*Goal of the exercise:* Wherever the string "Role" turns up in the data, copy the whole line.

*Data for analysis:*
=== Begin Enclosure ===

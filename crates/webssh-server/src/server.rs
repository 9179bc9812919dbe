//! Core server: accepts WebSocket connections and runs one session per client.
//!
//! Owns the configuration, the session limit and the shutdown token. Each
//! accepted connection gets a [`Turn`]; the server drives its input loop,
//! waits for the process, and tears the session down when either finishes.

use crate::config::ServerConfig;
use crate::session::{SessionRecorder, SharedRecorder, Turn};
use crate::transport::{websocket, WsConnection};
use std::sync::Arc;
use std::time::Duration;
use tokio::sync::Semaphore;
use tokio_util::sync::CancellationToken;
use tracing::{debug, info, warn};
use webssh_core::{MessageConnection, WebsshError, WebsshResult};

/// How long a killed process gets to exit before the session gives up on it.
const REAP_TIMEOUT: Duration = Duration::from_secs(5);

/// How long shutdown waits for running sessions to finish.
const DRAIN_TIMEOUT: Duration = Duration::from_secs(5);

/// Outcome of one finished session.
#[derive(Debug)]
pub struct SessionSummary {
    pub session_id: String,
    /// Exit code, if the process was reaped.
    pub exit_code: Option<i32>,
    /// Every input byte the client sent.
    pub input: Vec<u8>,
}

/// The webssh server instance.
pub struct WebsshServer {
    config: ServerConfig,
    /// Free session slots.
    slots: Arc<Semaphore>,
    /// Cancelled on shutdown; every session holds a child token.
    shutdown: CancellationToken,
}

impl WebsshServer {
    /// Create a new server instance.
    pub fn new(config: ServerConfig) -> Self {
        let slots = Arc::new(Semaphore::new(config.max_sessions));
        Self {
            config,
            slots,
            shutdown: CancellationToken::new(),
        }
    }

    /// Token that stops the server when cancelled.
    pub fn shutdown_token(&self) -> CancellationToken {
        self.shutdown.clone()
    }

    /// Accept connections until shutdown, then wait briefly for sessions to end.
    pub async fn run(self) -> WebsshResult<()> {
        let server = Arc::new(self);

        if let Some(dir) = &server.config.recording_dir {
            tokio::fs::create_dir_all(dir).await?;
            info!(dir = %dir.display(), "recording sessions");
        }

        let mut ws_rx = websocket::start_listener(
            server.config.listen_addr,
            server.config.max_message_size,
        )
        .await?;

        info!(
            addr = %server.config.listen_addr,
            max_sessions = server.config.max_sessions,
            "webssh-server ready"
        );

        loop {
            tokio::select! {
                _ = server.shutdown.cancelled() => {
                    info!("shutting down, closing sessions");
                    break;
                }
                Some(ws_conn) = ws_rx.recv() => {
                    let srv = server.clone();
                    tokio::spawn(async move {
                        if let Err(e) = srv.handle_websocket(ws_conn).await {
                            warn!(error = %e, "WebSocket connection error");
                        }
                    });
                }
                else => {
                    info!("listener closed, shutting down");
                    break;
                }
            }
        }

        let max = u32::try_from(server.config.max_sessions).unwrap_or(u32::MAX);
        if tokio::time::timeout(DRAIN_TIMEOUT, server.slots.acquire_many(max))
            .await
            .is_err()
        {
            warn!("sessions still running after shutdown timeout");
        }
        Ok(())
    }

    async fn handle_websocket(&self, conn: websocket::WebSocketConnection) -> WebsshResult<()> {
        let remote = conn.remote_addr;
        let conn: Arc<dyn MessageConnection> = Arc::new(WsConnection::from_accepted(
            conn,
            self.config.max_message_size,
        ));

        let Ok(_permit) = self.slots.clone().try_acquire_owned() else {
            warn!(remote = %remote, max = self.config.max_sessions, "session limit reached, rejecting");
            conn.close().await?;
            return Ok(());
        };

        info!(remote = %remote, "handling WebSocket connection");
        let summary = self.run_session(conn).await?;
        info!(
            remote = %remote,
            session_id = %summary.session_id,
            exit_code = ?summary.exit_code,
            input_bytes = summary.input.len(),
            "session finished"
        );
        Ok(())
    }

    /// Run one session on `conn` until the client leaves, the process exits,
    /// or the server shuts down.
    pub async fn run_session(&self, conn: Arc<dyn MessageConnection>) -> WebsshResult<SessionSummary> {
        let session_id = generate_session_id();
        let recorder = self.open_recorder(&session_id).await;

        let turn = match Turn::spawn(session_id.clone(), conn.clone(), &self.config.spawn, recorder) {
            Ok(turn) => turn,
            Err(e) => {
                let _ = conn.close().await;
                return Err(e);
            }
        };

        let cancel = self.shutdown.child_token();
        let mut input = Vec::new();

        let input_loop = async {
            let result = turn.loop_read(&mut input, &cancel).await;
            cancel.cancel();
            result
        };

        let process_watch = async {
            let code = tokio::select! {
                code = turn.wait() => code,
                _ = cancel.cancelled() => {
                    // Killing the process lets it be reaped.
                    let _ = turn.close().await;
                    tokio::time::timeout(REAP_TIMEOUT, turn.wait())
                        .await
                        .unwrap_or_else(|_| Err(WebsshError::Process("process did not exit".into())))
                }
            };
            cancel.cancel();
            // Unblocks the input loop's pending read.
            let _ = turn.close().await;
            code
        };

        let (input_result, exit) = tokio::join!(input_loop, process_watch);

        match input_result {
            Err(WebsshError::Cancelled) | Err(WebsshError::ConnectionClosed) => {
                debug!(session_id = %session_id, "input loop ended")
            }
            Err(e) => warn!(session_id = %session_id, error = %e, "input loop failed"),
            Ok(()) => {}
        }
        let exit_code = match exit {
            Ok(code) => Some(code),
            Err(e) => {
                warn!(session_id = %session_id, error = %e, "failed to reap process");
                None
            }
        };
        debug!(session_id = %session_id, input_bytes = input.len(), "session input captured");

        Ok(SessionSummary {
            session_id,
            exit_code,
            input,
        })
    }

    async fn open_recorder(&self, session_id: &str) -> Option<SharedRecorder> {
        let dir = self.config.recording_dir.as_ref()?;
        let path = dir.join(format!("{session_id}.cast"));
        let title = self.config.spawn.command.clone();
        match SessionRecorder::create(path, self.config.spawn.cols, self.config.spawn.rows, title).await {
            Ok(recorder) => Some(recorder.shared()),
            Err(e) => {
                warn!(session_id, error = %e, "failed to start recording, continuing without");
                None
            }
        }
    }
}

/// Generate a random session ID (hex-encoded, 16 bytes = 32 hex chars).
fn generate_session_id() -> String {
    use rand::Rng;
    let mut rng = rand::thread_rng();
    let bytes: Vec<u8> = (0..16).map(|_| rng.gen()).collect();
    hex::encode(bytes)
}

#[cfg(all(test, unix))]
mod tests {
    use super::*;
    use crate::config::{CliOverrides, ConfigFile};
    use crate::session::recording::{load_recording, ChunkKind};
    use futures_util::{SinkExt, StreamExt};
    use std::net::SocketAddr;
    use tokio::io::DuplexStream;
    use tokio_tungstenite::tungstenite::protocol::Role;
    use tokio_tungstenite::tungstenite::Message;
    use tokio_tungstenite::WebSocketStream;
    use webssh_core::{encode_frame, MsgType};

    fn config(command: &str, record_dir: Option<String>) -> ServerConfig {
        let cli = CliOverrides {
            bind: Some("127.0.0.1".into()),
            port: Some(0),
            command: Some(command.into()),
            record_dir,
            ..CliOverrides::default()
        };
        ServerConfig::resolve(ConfigFile::default(), cli).unwrap()
    }

    async fn connect() -> (Arc<dyn MessageConnection>, WebSocketStream<DuplexStream>) {
        let (server_io, client_io) = tokio::io::duplex(64 * 1024);
        let server = WebSocketStream::from_raw_socket(server_io, Role::Server, None).await;
        let client = WebSocketStream::from_raw_socket(client_io, Role::Client, None).await;
        let addr: SocketAddr = "127.0.0.1:9".parse().unwrap();
        let conn: Arc<dyn MessageConnection> =
            Arc::new(WsConnection::new(server, addr, websocket::DEFAULT_MAX_MESSAGE_SIZE));
        (conn, client)
    }

    async fn read_output_until(client: &mut WebSocketStream<DuplexStream>, needle: &str) -> String {
        let mut out = Vec::new();
        while let Some(Ok(msg)) = client.next().await {
            if let Message::Binary(data) = msg {
                out.extend_from_slice(&data);
                if String::from_utf8_lossy(&out).contains(needle) {
                    break;
                }
            }
        }
        String::from_utf8_lossy(&out).into_owned()
    }

    #[tokio::test]
    async fn echo_session_ends_when_client_leaves() {
        let server = WebsshServer::new(config("cat", None));
        let (conn, mut client) = connect().await;
        let session = tokio::spawn(async move { server.run_session(conn).await });

        let frame = encode_frame(MsgType::Data, b"hello\n");
        client.send(Message::Binary(frame.into())).await.unwrap();
        let out = read_output_until(&mut client, "hello").await;
        assert!(out.contains("hello"));

        client.close(None).await.unwrap();
        let summary = tokio::time::timeout(Duration::from_secs(5), session)
            .await
            .unwrap()
            .unwrap()
            .unwrap();
        assert_eq!(summary.input, b"hello\n");
        assert_eq!(summary.session_id.len(), 32);
    }

    #[tokio::test]
    async fn session_ends_when_process_exits() {
        let server = WebsshServer::new(config("true", None));
        let (conn, _client) = connect().await;
        let summary = tokio::time::timeout(Duration::from_secs(5), server.run_session(conn))
            .await
            .unwrap()
            .unwrap();
        assert_eq!(summary.exit_code, Some(0));
        assert!(summary.input.is_empty());
    }

    #[tokio::test]
    async fn shutdown_cancels_running_session() {
        let server = Arc::new(WebsshServer::new(config("cat", None)));
        let (conn, _client) = connect().await;
        let session = {
            let server = server.clone();
            tokio::spawn(async move { server.run_session(conn).await })
        };
        tokio::time::sleep(Duration::from_millis(50)).await;

        server.shutdown_token().cancel();
        let summary = tokio::time::timeout(Duration::from_secs(5), session)
            .await
            .unwrap()
            .unwrap()
            .unwrap();
        assert!(summary.input.is_empty());
    }

    #[tokio::test]
    async fn spawn_failure_closes_connection() {
        let server = WebsshServer::new(config("/nonexistent/webssh-test-binary", None));
        let (conn, mut client) = connect().await;
        assert!(server.run_session(conn).await.is_err());
        match client.next().await {
            Some(Ok(Message::Close(_))) | None | Some(Err(_)) => {}
            other => panic!("expected close, got {other:?}"),
        }
    }

    #[tokio::test]
    async fn recording_written_per_session() {
        let dir = tempfile::tempdir().unwrap();
        let server = WebsshServer::new(config(
            "cat",
            Some(dir.path().to_string_lossy().into_owned()),
        ));
        let (conn, mut client) = connect().await;
        let session = tokio::spawn(async move { server.run_session(conn).await });

        let frame = encode_frame(MsgType::Data, b"rec\n");
        client.send(Message::Binary(frame.into())).await.unwrap();
        read_output_until(&mut client, "rec").await;
        client.close(None).await.unwrap();
        let summary = session.await.unwrap().unwrap();

        let path = dir.path().join(format!("{}.cast", summary.session_id));
        let (header, entries) = load_recording(&path).await.unwrap();
        assert_eq!(header.title.as_deref(), Some("cat"));
        assert!(entries
            .iter()
            .any(|e| e.kind == ChunkKind::Input && e.data == "rec\n"));
    }

    #[derive(Clone, Default)]
    struct LogCapture(Arc<std::sync::Mutex<Vec<u8>>>);

    impl std::io::Write for LogCapture {
        fn write(&mut self, buf: &[u8]) -> std::io::Result<usize> {
            self.0.lock().unwrap().extend_from_slice(buf);
            Ok(buf.len())
        }

        fn flush(&mut self) -> std::io::Result<()> {
            Ok(())
        }
    }

    #[tokio::test]
    async fn session_logs_input_size_not_content() {
        let capture = LogCapture::default();
        let writer = capture.clone();
        let subscriber = tracing_subscriber::fmt()
            .with_max_level(tracing::Level::TRACE)
            .with_ansi(false)
            .with_writer(move || writer.clone())
            .finish();
        let _guard = tracing::subscriber::set_default(subscriber);

        let server = WebsshServer::new(config("cat", None));
        let (conn, mut client) = connect().await;
        let secret = b"hunter2-secret\n";
        let frame = encode_frame(MsgType::Data, secret);
        client.send(Message::Binary(frame.into())).await.unwrap();
        client.close(None).await.unwrap();

        let summary = tokio::time::timeout(Duration::from_secs(5), server.run_session(conn))
            .await
            .unwrap()
            .unwrap();
        assert_eq!(summary.input, secret);

        let logs = String::from_utf8_lossy(&capture.0.lock().unwrap()).into_owned();
        assert!(logs.contains(&format!("input_bytes={}", secret.len())));
        assert!(!logs.contains("hunter2"));
    }

    #[test]
    fn session_ids_are_unique_hex() {
        let a = generate_session_id();
        let b = generate_session_id();
        assert_eq!(a.len(), 32);
        assert!(a.chars().all(|c| c.is_ascii_hexdigit()));
        assert_ne!(a, b);
    }
}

=== End Enclosure ===

*Exercise result:*
    use tokio_tungstenite::tungstenite::protocol::Role;
        let server = WebSocketStream::from_raw_socket(server_io, Role::Server, None).await;
        let client = WebSocketStream::from_raw_socket(client_io, Role::Client, None).await;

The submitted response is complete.